*** Opening of Data listing ***
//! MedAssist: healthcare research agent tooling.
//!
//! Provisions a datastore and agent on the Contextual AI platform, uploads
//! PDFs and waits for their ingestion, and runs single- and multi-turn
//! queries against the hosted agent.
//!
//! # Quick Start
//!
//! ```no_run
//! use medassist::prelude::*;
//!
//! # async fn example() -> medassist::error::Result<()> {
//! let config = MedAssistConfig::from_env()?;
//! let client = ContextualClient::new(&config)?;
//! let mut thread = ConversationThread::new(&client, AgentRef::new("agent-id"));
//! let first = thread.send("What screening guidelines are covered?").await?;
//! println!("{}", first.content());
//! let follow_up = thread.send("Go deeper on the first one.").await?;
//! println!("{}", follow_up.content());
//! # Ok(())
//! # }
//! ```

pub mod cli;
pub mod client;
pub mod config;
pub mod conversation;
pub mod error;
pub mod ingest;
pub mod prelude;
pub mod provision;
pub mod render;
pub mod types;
*** Close of Data listing ***
*** Opening of Data listing ***
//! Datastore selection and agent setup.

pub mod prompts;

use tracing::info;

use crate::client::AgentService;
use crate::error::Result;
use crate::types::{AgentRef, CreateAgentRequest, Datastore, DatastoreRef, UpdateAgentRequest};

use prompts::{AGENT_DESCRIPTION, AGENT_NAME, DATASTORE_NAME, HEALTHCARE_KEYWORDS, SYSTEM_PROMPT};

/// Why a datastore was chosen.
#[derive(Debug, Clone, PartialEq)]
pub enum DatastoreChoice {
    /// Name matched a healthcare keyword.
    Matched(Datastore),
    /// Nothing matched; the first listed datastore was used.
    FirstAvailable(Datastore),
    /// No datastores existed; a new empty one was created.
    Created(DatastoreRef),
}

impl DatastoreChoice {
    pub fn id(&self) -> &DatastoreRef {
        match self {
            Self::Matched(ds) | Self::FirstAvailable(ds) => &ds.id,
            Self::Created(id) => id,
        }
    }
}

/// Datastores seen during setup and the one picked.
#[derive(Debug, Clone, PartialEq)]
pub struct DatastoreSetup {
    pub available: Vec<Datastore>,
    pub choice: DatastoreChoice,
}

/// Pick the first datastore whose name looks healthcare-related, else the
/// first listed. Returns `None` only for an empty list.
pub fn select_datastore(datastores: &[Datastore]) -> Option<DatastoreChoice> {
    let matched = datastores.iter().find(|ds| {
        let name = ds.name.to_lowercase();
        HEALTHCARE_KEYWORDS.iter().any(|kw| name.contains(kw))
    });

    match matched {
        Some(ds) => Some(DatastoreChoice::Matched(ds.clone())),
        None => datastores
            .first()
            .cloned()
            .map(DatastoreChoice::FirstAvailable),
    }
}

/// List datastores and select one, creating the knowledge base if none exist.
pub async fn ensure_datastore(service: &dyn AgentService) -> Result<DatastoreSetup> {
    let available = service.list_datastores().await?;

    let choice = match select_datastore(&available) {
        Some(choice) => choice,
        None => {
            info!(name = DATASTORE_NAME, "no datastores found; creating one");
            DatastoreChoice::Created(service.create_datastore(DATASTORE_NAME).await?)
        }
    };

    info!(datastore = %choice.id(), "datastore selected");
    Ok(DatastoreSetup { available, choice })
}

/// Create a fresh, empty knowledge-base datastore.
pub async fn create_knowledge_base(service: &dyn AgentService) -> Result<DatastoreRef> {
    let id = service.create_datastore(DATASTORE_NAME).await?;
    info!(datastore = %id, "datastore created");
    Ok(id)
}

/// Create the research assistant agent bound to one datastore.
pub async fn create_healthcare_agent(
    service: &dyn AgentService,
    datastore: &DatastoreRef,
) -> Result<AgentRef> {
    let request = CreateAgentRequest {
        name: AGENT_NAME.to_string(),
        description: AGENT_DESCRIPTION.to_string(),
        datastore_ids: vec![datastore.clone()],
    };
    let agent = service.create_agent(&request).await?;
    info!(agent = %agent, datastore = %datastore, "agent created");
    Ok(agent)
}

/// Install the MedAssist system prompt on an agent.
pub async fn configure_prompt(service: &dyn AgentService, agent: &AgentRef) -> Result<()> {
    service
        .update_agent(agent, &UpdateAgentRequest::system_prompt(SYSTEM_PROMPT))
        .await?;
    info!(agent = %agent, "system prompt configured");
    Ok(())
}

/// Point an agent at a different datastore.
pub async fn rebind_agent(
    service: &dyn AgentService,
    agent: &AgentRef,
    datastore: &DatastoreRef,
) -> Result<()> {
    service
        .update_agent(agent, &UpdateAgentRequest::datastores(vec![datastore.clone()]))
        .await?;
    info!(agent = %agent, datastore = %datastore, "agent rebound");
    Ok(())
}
*** Close of Data listing ***
*** Opening of Data listing ***
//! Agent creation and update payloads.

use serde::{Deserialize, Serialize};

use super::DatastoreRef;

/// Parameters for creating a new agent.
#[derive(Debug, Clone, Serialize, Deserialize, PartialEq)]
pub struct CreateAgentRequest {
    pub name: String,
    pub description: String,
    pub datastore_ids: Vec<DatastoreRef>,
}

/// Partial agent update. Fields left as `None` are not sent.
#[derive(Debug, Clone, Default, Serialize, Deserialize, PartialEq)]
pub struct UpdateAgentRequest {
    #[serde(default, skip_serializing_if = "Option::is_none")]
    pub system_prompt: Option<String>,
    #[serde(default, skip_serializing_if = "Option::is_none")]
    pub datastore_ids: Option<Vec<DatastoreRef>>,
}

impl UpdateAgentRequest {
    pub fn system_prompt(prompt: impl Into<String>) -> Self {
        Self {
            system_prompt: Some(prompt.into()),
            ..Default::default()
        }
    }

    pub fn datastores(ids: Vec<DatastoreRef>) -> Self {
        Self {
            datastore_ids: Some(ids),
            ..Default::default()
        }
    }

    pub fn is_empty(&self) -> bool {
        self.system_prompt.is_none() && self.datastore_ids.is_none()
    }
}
*** Close of Data listing ***
Exercise goal: The answer is each line in which the word "creating" occurs, copied from the material above.

Task response:
/// List datastores and select one, creating the knowledge base if none exist.
            info!(name = DATASTORE_NAME, "no datastores found; creating one");
/// Parameters for creating a new agent.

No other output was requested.